Les dix-neuf ans de combat des emblématiques époux Mennesson (Sylvie et Dominique) en sont l’illustration. Depuis l’an 2000, le couple se démène pour tenter d’obtenir que Sylvie Mennesson ait le statut légal de mère d’intention, celle qui désire et élève l’enfant, de leurs jumelles Valentina et Fiorella, nées d’une GPA en Californie. Ils ont porté leur affaire devant la Cour de cassation, qui a elle-même saisi pour avis la CEDH. C’est ainsi qu’en avril, ladite CEDH avait ouvert la voie à ce statut de mère d’intention qui établit une filiation plus immédiate que l’adoption tout en laissant aux Etats la liberté de choisir les moyens de cette reconnaissance. Cette reconnaissance pouvant se faire par exemple par transcription sur les registres de l’état civil de l’acte légalement établi à l’étranger, comme le souhaitent les Mennesson ou via «l’adoption de l’enfant par la mère d’intention», ce que propose déjà la loi française. A la Cour de cassation désormais de rendre sa décision. La prochaine audience de la Cour sur le cas Mennesson est fixée au 20 septembre, la décision pouvant intervenir dans les jours ou semaines suivants.

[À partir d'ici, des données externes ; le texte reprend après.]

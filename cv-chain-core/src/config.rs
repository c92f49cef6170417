//! Text source configuration.

use std::path::PathBuf;

use serde::{Deserialize, Serialize};

/// Literal used when no file is read.
pub const DEFAULT_TEXT: &str = "The quick brown fox jumps over the lazy dog.";

/// File read when `use_file` is set and no path is given.
pub const DEFAULT_FILE_PATH: &str = "sample.txt";

/// Where a driver takes its text from.
///
/// With `use_file` set, `file_path` is read and `fallback_text` is only
/// used if that file does not exist. Otherwise `fallback_text` is used
/// directly.
#[derive(Debug, Clone, PartialEq, Eq, Serialize, Deserialize)]
#[serde(deny_unknown_fields)]
pub struct SourceConfig {
	/// Read `file_path` instead of using `fallback_text` directly.
	#[serde(default = "default_true")]
	pub use_file: bool,
	/// Text file to read.
	#[serde(default = "default_file_path")]
	pub file_path: PathBuf,
	/// Inline text, also used when `file_path` does not exist.
	#[serde(default = "default_fallback_text")]
	pub fallback_text: String,
}

fn default_true() -> bool {
	true
}
fn default_file_path() -> PathBuf {
	PathBuf::from(DEFAULT_FILE_PATH)
}
fn default_fallback_text() -> String {
	DEFAULT_TEXT.to_owned()
}

impl Default for SourceConfig {
	fn default() -> Self {
		Self {
			use_file: default_true(),
			file_path: default_file_path(),
			fallback_text: default_fallback_text(),
		}
	}
}

impl SourceConfig {
	/// Sets whether `file_path` is read at all.
	pub fn with_use_file(mut self, use_file: bool) -> Self {
		self.use_file = use_file;
		self
	}

	/// Sets the file to read.
	pub fn with_file_path<P: Into<PathBuf>>(mut self, file_path: P) -> Self {
		self.file_path = file_path.into();
		self
	}

	/// Sets the literal used inline or when the file is missing.
	pub fn with_fallback_text<S: Into<String>>(mut self, text: S) -> Self {
		self.fallback_text = text.into();
		self
	}
}
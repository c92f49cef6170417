use std::fmt::{self, Write};

use cv_chain_core::error::ChainError;
use cv_chain_core::io::{LoadedText, TextOrigin};
use cv_chain_core::model::category::CharacterCategory;
use cv_chain_core::model::simulation::Simulation;
use cv_chain_core::model::transition::{TransitionCounts, TransitionProbabilities};

const RULE_WIDTH: usize = 60;
const BANNER_WIDTH: usize = 58;

fn section(out: &mut String, title: &str) -> fmt::Result {
    let rule = "=".repeat(RULE_WIDTH);
    writeln!(out, "{rule}\n{title}\n{rule}")
}

/// Boxed program title.
pub fn banner() -> Result<String, fmt::Error> {
    let mut out = String::new();
    let blank = " ".repeat(BANNER_WIDTH);
    writeln!(out, "\n╔{}╗", "═".repeat(BANNER_WIDTH))?;
    writeln!(out, "║{blank}║")?;
    writeln!(out, "║{:^width$}║", "  MARKOV CHAIN CHARACTER PREDICTION SIMULATOR", width = BANNER_WIDTH)?;
    writeln!(out, "║{blank}║")?;
    writeln!(out, "╚{}╝", "═".repeat(BANNER_WIDTH))?;
    Ok(out)
}

/// Informational line describing where the text came from.
pub fn source(loaded: &LoadedText) -> String {
    let chars = loaded.text.chars().count();
    match &loaded.origin {
        TextOrigin::File(path) => format!("Loaded text from '{}' ({chars} characters)\n", path.display()),
        TextOrigin::Fallback { missing } => {
            format!("File '{}' not found.\nFalling back to inline text.\n", missing.display())
        }
        TextOrigin::Inline => format!("Using inline text ({chars} characters)\n"),
    }
}

/// Line printed when a text is rejected before or after fitting.
pub fn failure(error: &ChainError) -> String {
    format!("Error: {error}")
}

/// Probability table and raw counts.
pub fn chain(probabilities: &TransitionProbabilities, counts: &TransitionCounts) -> Result<String, fmt::Error> {
    let mut out = String::new();
    section(&mut out, "MARKOV CHAIN TRANSITION PROBABILITIES")?;
    writeln!(out)?;
    writeln!(out, "                Next Character Type")?;
    writeln!(out, "              ┌─────────┬───────────┐")?;
    writeln!(out, "              │  Vowel  │ Consonant │")?;
    writeln!(out, "┌─────────────┼─────────┼───────────┤")?;
    for from in CharacterCategory::TRACKED {
        let [v, c] = probabilities.row(from);
        writeln!(out, "│ {:<11} │ {v:7.4} │  {c:7.4}  │", from.to_string())?;
    }
    writeln!(out, "└─────────────┴─────────┴───────────┘")?;
    writeln!(out)?;

    writeln!(out, "Raw Transition Counts:")?;
    for from in CharacterCategory::TRACKED {
        let total = counts.row_total(from);
        for to in CharacterCategory::TRACKED {
            writeln!(out, "  {from} -> {to}: {} (out of {total})", counts.get(from, to))?;
        }
    }
    Ok(out)
}

pub fn accuracy(simulation: &Simulation) -> Result<String, fmt::Error> {
    let evaluation = &simulation.evaluation;
    let mut out = String::new();
    section(&mut out, "ACCURACY TEST")?;
    writeln!(out)?;
    writeln!(out, "Predictions: {} correct out of {} total", evaluation.correct, evaluation.total)?;
    writeln!(out, "Accuracy: {:.2}%", evaluation.accuracy)?;
    Ok(out)
}

pub fn summary(simulation: &Simulation) -> Result<String, fmt::Error> {
    let summary = &simulation.summary;
    let mut out = String::new();
    section(&mut out, "SUMMARY STATISTICS")?;
    writeln!(out, "Total characters analyzed: {}", summary.total_chars)?;
    writeln!(out, "Alphabetic characters: {}", summary.alphabetic)?;
    writeln!(out, "  Vowels: {} ({:.1}%)", summary.vowels, summary.vowel_share())?;
    writeln!(out, "  Consonants: {} ({:.1}%)", summary.consonants, summary.consonant_share())?;
    writeln!(out, "Total transitions tracked: {}", summary.transitions)?;
    Ok(out)
}

/// Full human-readable report.
pub fn report(simulation: &Simulation) -> Result<String, fmt::Error> {
    Ok([
        chain(&simulation.probabilities, &simulation.counts)?,
        accuracy(simulation)?,
        summary(simulation)?,
    ]
    .join("\n"))
}
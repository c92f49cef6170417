use std::path::PathBuf;

use clap::{Parser, ValueEnum};

/// Vowel/consonant Markov chain prediction simulator.
#[derive(Parser, Debug)]
#[command(
    name = "cv-chain",
    version,
    about = "Fits a vowel/consonant Markov chain to a text and scores its predictions"
)]
pub struct Cli {
    /// Path to a TOML configuration file.
    #[arg(short, long)]
    pub config: Option<PathBuf>,

    /// Read the text from this file (falls back to the inline text if missing).
    #[arg(short, long, conflicts_with = "inline")]
    pub file: Option<PathBuf>,

    /// Use the inline text instead of reading a file.
    #[arg(long)]
    pub inline: bool,

    /// Override the inline / fallback text.
    #[arg(short, long)]
    pub text: Option<String>,

    /// Output format.
    #[arg(long, value_enum, default_value_t = Format::Text)]
    pub format: Format,

    /// Increase verbosity (-v info, -vv debug, -vvv trace).
    #[arg(short, long, action = clap::ArgAction::Count)]
    pub verbose: u8,
}

/// How results are printed.
#[derive(Clone, Copy, Debug, PartialEq, Eq, ValueEnum)]
pub enum Format {
    /// Human-readable tables.
    Text,
    /// A single JSON document.
    Json,
}

#[cfg(test)]
mod tests {
    use super::*;
    use clap::CommandFactory;

    #[test]
    fn command_is_well_formed() {
        Cli::command().debug_assert();
    }

    #[test]
    fn parses_flags() {
        let cli = Cli::parse_from(["cv-chain", "-vv", "--file", "corpus.txt", "--format", "json"]);
        assert_eq!(cli.verbose, 2);
        assert_eq!(cli.file, Some(PathBuf::from("corpus.txt")));
        assert_eq!(cli.format, Format::Json);
        assert!(!cli.inline);
    }

    #[test]
    fn file_conflicts_with_inline() {
        assert!(Cli::try_parse_from(["cv-chain", "--inline", "--file", "a.txt"]).is_err());
    }
}
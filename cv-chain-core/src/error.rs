//! Error types for the cv-chain-core crate.

/// Conditions under which a driver refuses to fit or score a text.
///
/// Neither is a failure of the chain itself, which is total over any input.
#[derive(Debug, Clone, PartialEq, Eq, thiserror::Error)]
pub enum ChainError {
	/// Returned when the text has too few alphabetic characters to form a chain.
	#[error("text must contain at least {min} alphabetic characters, got {found}")]
	InsufficientInput {
		/// Alphabetic characters found.
		found: usize,
		/// Minimum required.
		min: usize,
	},

	/// Returned when letters exist but no transition was recorded.
	#[error("no character transitions found in text")]
	NoTransitionsObserved,
}

#[cfg(test)]
mod tests {
	use super::*;

	#[test]
	fn error_insufficient_input() {
		let e = ChainError::InsufficientInput { found: 1, min: 2 };
		assert_eq!(e.to_string(), "text must contain at least 2 alphabetic characters, got 1");
	}

	#[test]
	fn error_no_transitions() {
		assert_eq!(ChainError::NoTransitionsObserved.to_string(), "no character transitions found in text");
	}

	#[test]
	fn error_is_std_error() {
		fn assert_impl<T: std::error::Error + Send + Sync>() {}
		assert_impl::<ChainError>();
	}
}
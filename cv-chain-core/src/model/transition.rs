use serde::ser::{Serialize, SerializeMap, Serializer};

use super::category::CharacterCategory;

/// One table row as a `{ "vowel": _, "consonant": _ }` map.
struct Row<'a, T>(&'a [T; 2]);

impl<T: Serialize> Serialize for Row<'_, T> {
	fn serialize<S: Serializer>(&self, serializer: S) -> Result<S::Ok, S::Error> {
		let mut map = serializer.serialize_map(Some(2))?;
		for (to, value) in CharacterCategory::TRACKED.iter().zip(self.0) {
			map.serialize_entry(to, value)?;
		}
		map.end()
	}
}

/// Serializes a 2x2 table as nested maps keyed by source, then target category.
fn serialize_table<T: Serialize, S: Serializer>(table: &[[T; 2]; 2], serializer: S) -> Result<S::Ok, S::Error> {
	let mut map = serializer.serialize_map(Some(2))?;
	for (from, row) in CharacterCategory::TRACKED.iter().zip(table) {
		map.serialize_entry(from, &Row(row))?;
	}
	map.end()
}

/// Observed transition counts between tracked categories.
///
/// A 2x2 table indexed `[from][to]` in `CharacterCategory::TRACKED` order.
///
/// # Invariants
/// - Created zeroed and only mutated by the fitting pass
/// - `Other` is never a source or target; accessors return 0 for it
#[derive(Clone, Copy, Debug, Default, PartialEq, Eq)]
pub struct TransitionCounts {
	counts: [[usize; 2]; 2],
}

impl TransitionCounts {
	/// Creates an all-zero table.
	pub fn new() -> Self {
		Self::default()
	}

	/// Records one `from -> to` transition.
	///
	/// Untracked categories are ignored.
	pub(crate) fn record(&mut self, from: CharacterCategory, to: CharacterCategory) {
		if let (Some(i), Some(j)) = (from.index(), to.index()) {
			self.counts[i][j] += 1;
		}
	}

	/// Number of observed `from -> to` transitions.
	pub fn get(&self, from: CharacterCategory, to: CharacterCategory) -> usize {
		match (from.index(), to.index()) {
			(Some(i), Some(j)) => self.counts[i][j],
			_ => 0,
		}
	}

	/// Number of transitions leaving `from`.
	pub fn row_total(&self, from: CharacterCategory) -> usize {
		from.index().map_or(0, |i| self.counts[i].iter().sum())
	}

	/// Sum of all four cells.
	pub fn total(&self) -> usize {
		self.counts.iter().flatten().sum()
	}
}

impl Serialize for TransitionCounts {
	fn serialize<S: Serializer>(&self, serializer: S) -> Result<S::Ok, S::Error> {
		serialize_table(&self.counts, serializer)
	}
}

/// Row-normalized transition probabilities.
///
/// Each row sums to 1.0 when its source category had at least one outgoing
/// transition. A source with no data keeps both cells at 0.0, which is a
/// "no data" marker and not a uniform prior.
#[derive(Clone, Copy, Debug, Default, PartialEq)]
pub struct TransitionProbabilities {
	probs: [[f64; 2]; 2],
}

impl TransitionProbabilities {
	/// Normalizes each row of `counts` by its total.
	pub fn from_counts(counts: &TransitionCounts) -> Self {
		let mut probs = [[0.0; 2]; 2];
		for (row, counted) in probs.iter_mut().zip(counts.counts.iter()) {
			let total: usize = counted.iter().sum();
			if total == 0 {
				continue;
			}
			for (p, &count) in row.iter_mut().zip(counted.iter()) {
				*p = count as f64 / total as f64;
			}
		}
		Self { probs }
	}

	/// Probability of moving from `from` to `to`.
	pub fn prob(&self, from: CharacterCategory, to: CharacterCategory) -> f64 {
		match (from.index(), to.index()) {
			(Some(i), Some(j)) => self.probs[i][j],
			_ => 0.0,
		}
	}

	/// Returns `[P(from -> Vowel), P(from -> Consonant)]`.
	pub fn row(&self, from: CharacterCategory) -> [f64; 2] {
		from.index().map_or([0.0; 2], |i| self.probs[i])
	}

	/// Whether the row for `from` was fitted from at least one transition.
	pub fn has_data(&self, from: CharacterCategory) -> bool {
		self.row(from).iter().sum::<f64>() > 0.0
	}

	/// Most likely category to follow `from`.
	///
	/// Ties (including an empty row) resolve to `Vowel`.
	pub fn most_likely(&self, from: CharacterCategory) -> CharacterCategory {
		let [vowel, consonant] = self.row(from);
		if vowel >= consonant {
			CharacterCategory::Vowel
		} else {
			CharacterCategory::Consonant
		}
	}
}

impl Serialize for TransitionProbabilities {
	fn serialize<S: Serializer>(&self, serializer: S) -> Result<S::Ok, S::Error> {
		serialize_table(&self.probs, serializer)
	}
}
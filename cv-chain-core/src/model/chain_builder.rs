use log::debug;

use super::category;
use super::transition::{TransitionCounts, TransitionProbabilities};

/// Fits a first-order vowel/consonant chain to `text`.
///
/// Walks the text once. Every tracked character records a transition from
/// the previous tracked category, if any, and then becomes the new previous
/// category. `Other` characters are skipped without touching the cursor, so
/// a transition may span punctuation, digits or whitespace.
///
/// Returns the normalized table together with the raw counts it came from.
/// Never fails: an empty or letter-free text yields all-zero tables, and the
/// caller decides whether `counts.total()` is enough to go on.
pub fn fit(text: &str) -> (TransitionProbabilities, TransitionCounts) {
	let mut counts = TransitionCounts::new();
	let mut previous = None;

	for current in category::tracked(text) {
		if let Some(from) = previous {
			counts.record(from, current);
		}
		previous = Some(current);
	}

	debug!("fitted chain from {} transitions", counts.total());

	(TransitionProbabilities::from_counts(&counts), counts)
}
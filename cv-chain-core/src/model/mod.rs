//! Top-level module for the vowel/consonant chain.
//!
//! - Character categories and the classifier (`category`)
//! - Count and probability tables (`transition`)
//! - The fitting pass (`chain_builder`)
//! - The scoring pass (`evaluator`)
//! - Driver-side gating and statistics (`gate`, `summary`, `simulation`)

/// Character categories and the classifier.
pub mod category;

/// 2x2 transition count and probability tables.
pub mod transition;

/// Single-pass transition counting and normalization.
pub mod chain_builder;

/// Replays a text against a fitted table and scores predictions.
pub mod evaluator;

/// Input checks a driver applies before and after fitting.
pub mod gate;

/// Character and transition statistics for a text.
pub mod summary;

/// Gate, fit, score and summarize in one call.
pub mod simulation;
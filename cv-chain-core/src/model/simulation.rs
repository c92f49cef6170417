use log::info;
use serde::Serialize;

use crate::error::ChainError;

use super::chain_builder::fit;
use super::evaluator::{score, EvaluationResult};
use super::gate::{check_input, check_transitions};
use super::summary::TextSummary;
use super::transition::{TransitionCounts, TransitionProbabilities};

/// A fitted and self-evaluated chain for one text.
///
/// # Behavior
/// - Rejects texts with fewer than two letters before fitting
/// - Fits the chain, then rejects it if no transition was recorded
/// - Scores the fitted table against the same text
#[derive(Serialize, Clone, Debug, PartialEq)]
pub struct Simulation {
	/// Raw transition counts from the fitting pass.
	pub counts: TransitionCounts,
	/// Row-normalized table derived from `counts`.
	pub probabilities: TransitionProbabilities,
	/// Self-evaluation of `probabilities` on the same text.
	pub evaluation: EvaluationResult,
	/// Character statistics of the text.
	pub summary: TextSummary,
}

impl Simulation {
	/// Runs the gated fit-then-score pipeline on `text`.
	///
	/// # Errors
	/// - `ChainError::InsufficientInput` if the text has fewer than two letters
	/// - `ChainError::NoTransitionsObserved` if fitting recorded nothing
	pub fn run(text: &str) -> Result<Self, ChainError> {
		let alphabetic = check_input(text)?;
		info!("{alphabetic} alphabetic characters in input");

		let (probabilities, counts) = fit(text);
		check_transitions(&counts)?;

		let evaluation = score(text, &probabilities);
		info!(
			"{} correct predictions out of {} ({:.2}%)",
			evaluation.correct, evaluation.total, evaluation.accuracy
		);

		Ok(Self {
			counts,
			probabilities,
			evaluation,
			summary: TextSummary::new(text, &counts),
		})
	}
}
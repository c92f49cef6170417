use log::debug;
use serde::Serialize;

use super::category;
use super::transition::TransitionProbabilities;

/// Outcome of replaying a text against a fitted chain.
#[derive(Serialize, Clone, Copy, Debug, PartialEq)]
pub struct EvaluationResult {
	/// Percentage of correct predictions in `[0, 100]`, 0.0 when nothing was predicted.
	pub accuracy: f64,
	/// Number of correct predictions.
	pub correct: usize,
	/// Number of predictions made.
	pub total: usize,
}

impl EvaluationResult {
	/// Whether at least one prediction was made, i.e. `accuracy` is meaningful.
	pub fn is_defined(&self) -> bool {
		self.total > 0
	}
}

/// Scores `probabilities` by predicting each next category of `text`.
///
/// Uses the same traversal as fitting: every tracked character that has a
/// previous tracked category is predicted with
/// [`TransitionProbabilities::most_likely`] and compared to what it is.
///
/// This is self-evaluation when `probabilities` was fitted on the same text.
/// `total` then equals the number of fitted transitions.
pub fn score(text: &str, probabilities: &TransitionProbabilities) -> EvaluationResult {
	let mut correct = 0;
	let mut total = 0;
	let mut previous = None;

	for current in category::tracked(text) {
		if let Some(from) = previous {
			if probabilities.most_likely(from) == current {
				correct += 1;
			}
			total += 1;
		}
		previous = Some(current);
	}

	let accuracy = if total > 0 {
		correct as f64 / total as f64 * 100.0
	} else {
		0.0
	};

	debug!("scored {correct}/{total} predictions");

	EvaluationResult { accuracy, correct, total }
}

#[cfg(test)]
mod tests {
	use super::*;
	use crate::model::chain_builder::fit;

	#[test]
	fn the_quick_brown_fox() {
		let text = "The quick brown fox";
		let (probs, _) = fit(text);
		let result = score(text, &probs);
		assert_eq!(result.correct, 10);
		assert_eq!(result.total, 15);
		assert!((result.accuracy - 200.0 / 3.0).abs() < 1e-9);
	}

	#[test]
	fn empty_text_is_undefined() {
		let result = score("", &TransitionProbabilities::default());
		assert_eq!(result.total, 0);
		assert_eq!(result.correct, 0);
		assert_eq!(result.accuracy, 0.0);
		assert!(!result.is_defined());
	}

	#[test]
	fn unfitted_table_predicts_vowel() {
		// "ab": the only prediction is from Vowel with an empty table -> Vowel, wrong.
		let result = score("ab", &TransitionProbabilities::default());
		assert_eq!(result.total, 1);
		assert_eq!(result.correct, 0);
		// "aa": same prediction, right.
		let result = score("aa", &TransitionProbabilities::default());
		assert_eq!(result.correct, 1);
		assert_eq!(result.accuracy, 100.0);
	}

	#[test]
	fn other_does_not_reset_cursor() {
		let (probs, _) = fit("ab");
		assert_eq!(score("a 1 b", &probs), score("ab", &probs));
	}

	#[test]
	fn scores_foreign_text() {
		// Fitted on alternating letters, scored on a run of consonants.
		let (probs, _) = fit("abab");
		let result = score("bbbb", &probs);
		assert_eq!(result.total, 3);
		assert_eq!(result.correct, 0);
	}
}
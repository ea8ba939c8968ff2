//! Spawn placement
//!
//! Spawn points are drawn uniformly from a rectangle given in scene
//! fractions. After each spawn the rectangle is cut at the previous target's
//! position on both axes, keeping the side facing the scene centre. This
//! spreads simultaneous spawns out without guaranteeing they never overlap.

use glam::Vec2;
use rand::Rng;

use super::state::Scene;
use crate::consts::*;

/// Spawn region as fractions of the scene size
#[derive(Debug, Clone, Copy, PartialEq)]
pub struct SpawnRect {
    pub min: Vec2,
    pub max: Vec2,
}

impl Default for SpawnRect {
    fn default() -> Self {
        Self {
            min: Vec2::new(SPAWN_MIN_X, SPAWN_MIN_Y),
            max: Vec2::new(SPAWN_MAX_X, SPAWN_MAX_Y),
        }
    }
}

impl SpawnRect {
    /// Uniform point inside the rectangle (scene fractions)
    pub fn sample<R: Rng + ?Sized>(&self, rng: &mut R) -> Vec2 {
        let t = Vec2::new(rng.random::<f32>(), rng.random::<f32>());
        self.min + t * (self.max - self.min)
    }

    /// Cut each axis at `previous` (scene fractions) and keep the far side
    /// from the nearer scene edge: below 0.5 the previous position becomes
    /// the new minimum, otherwise the new maximum.
    pub fn split_away_from(&self, previous: Vec2) -> Self {
        let mut next = *self;
        if previous.x < 0.5 {
            next.min.x = previous.x.clamp(self.min.x, self.max.x);
        } else {
            next.max.x = previous.x.clamp(self.min.x, self.max.x);
        }
        if previous.y < 0.5 {
            next.min.y = previous.y.clamp(self.min.y, self.max.y);
        } else {
            next.max.y = previous.y.clamp(self.min.y, self.max.y);
        }
        next
    }

    pub fn contains(&self, fraction: Vec2) -> bool {
        fraction.cmpge(self.min).all() && fraction.cmple(self.max).all()
    }
}

/// Top-left spawn positions (scene coordinates) for `count` targets
pub fn spawn_points<R: Rng + ?Sized>(count: usize, scene: &Scene, rng: &mut R) -> Vec<Vec2> {
    let mut rect = SpawnRect::default();
    let mut points = Vec::with_capacity(count);
    for i in 0..count {
        if i > 0 {
            let previous = points[i - 1] / scene.size;
            rect = rect.split_away_from(previous);
        }
        let fraction = rect.sample(rng);
        log::debug!(
            "spawn {}: rect x {:.3}..{:.3} y {:.3}..{:.3} -> ({:.3}, {:.3})",
            i,
            rect.min.x,
            rect.max.x,
            rect.min.y,
            rect.max.y,
            fraction.x,
            fraction.y
        );
        points.push(fraction * scene.size);
    }
    points
}

#[cfg(test)]
mod tests {
    use super::*;
    use rand::SeedableRng;
    use rand_pcg::Pcg32;

    #[test]
    fn test_sample_stays_inside() {
        let mut rng = Pcg32::seed_from_u64(7);
        let rect = SpawnRect::default();
        for _ in 0..500 {
            assert!(rect.contains(rect.sample(&mut rng)));
        }
    }

    #[test]
    fn test_split_left_top_moves_min() {
        let rect = SpawnRect::default().split_away_from(Vec2::new(0.2, 0.1));
        assert_eq!(rect.min, Vec2::new(0.2, 0.1));
        assert_eq!(rect.max, Vec2::new(0.85, 0.40));
    }

    #[test]
    fn test_split_right_moves_max() {
        let rect = SpawnRect::default().split_away_from(Vec2::new(0.7, 0.3));
        assert_eq!(rect.min, Vec2::new(0.05, 0.3));
        assert_eq!(rect.max, Vec2::new(0.7, 0.40));
    }

    #[test]
    fn test_split_is_cumulative() {
        let rect = SpawnRect::default()
            .split_away_from(Vec2::new(0.2, 0.1))
            .split_away_from(Vec2::new(0.6, 0.2));
        assert_eq!(rect.min, Vec2::new(0.2, 0.2));
        assert_eq!(rect.max, Vec2::new(0.6, 0.40));
    }

    #[test]
    fn test_second_spawn_lands_beyond_first() {
        let scene = Scene::new(256.0, 240.0).unwrap();
        for seed in 0..500 {
            let mut rng = Pcg32::seed_from_u64(seed);
            let points = spawn_points(2, &scene, &mut rng);
            let first = points[0] / scene.size;
            let second = points[1] / scene.size;

            if first.x < 0.5 {
                assert!(second.x >= first.x - 1e-4, "seed {}: {} left of {}", seed, second.x, first.x);
            } else {
                assert!(second.x <= first.x + 1e-4, "seed {}: {} right of {}", seed, second.x, first.x);
            }
            // Spawn band is the top 40%, so every later spawn sits lower
            assert!(second.y >= first.y - 1e-4);
            assert!(second.x <= SPAWN_MAX_X + 1e-4 && second.y <= SPAWN_MAX_Y + 1e-4);
        }
    }

    #[test]
    fn test_spawn_is_seed_deterministic() {
        let scene = Scene::new(256.0, 240.0).unwrap();
        let a = spawn_points(3, &scene, &mut Pcg32::seed_from_u64(9));
        let b = spawn_points(3, &scene, &mut Pcg32::seed_from_u64(9));
        assert_eq!(a, b);
    }
}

«Nous tiendrons compte de ce que dira la Cour de cassation pour écrire cette circulaire», a bien précisé le ministère de la Justice. A ce stade, tout estdonc théoriquement possible : le statu quo comme la reconnaissance pleine et entière du principe de filiation du parent d’intention, allant jusqu’à l’inscription au registre d’état civil. Ce qui est loin d’être acquis. La ministre de la Justice a d’ailleurs mis les points sur les «i» dans l’après-midi de mardi : «Tout caractère automatique de la reconnaissance d’enfants nés par GPA à l’étranger» est d’emblée exclu.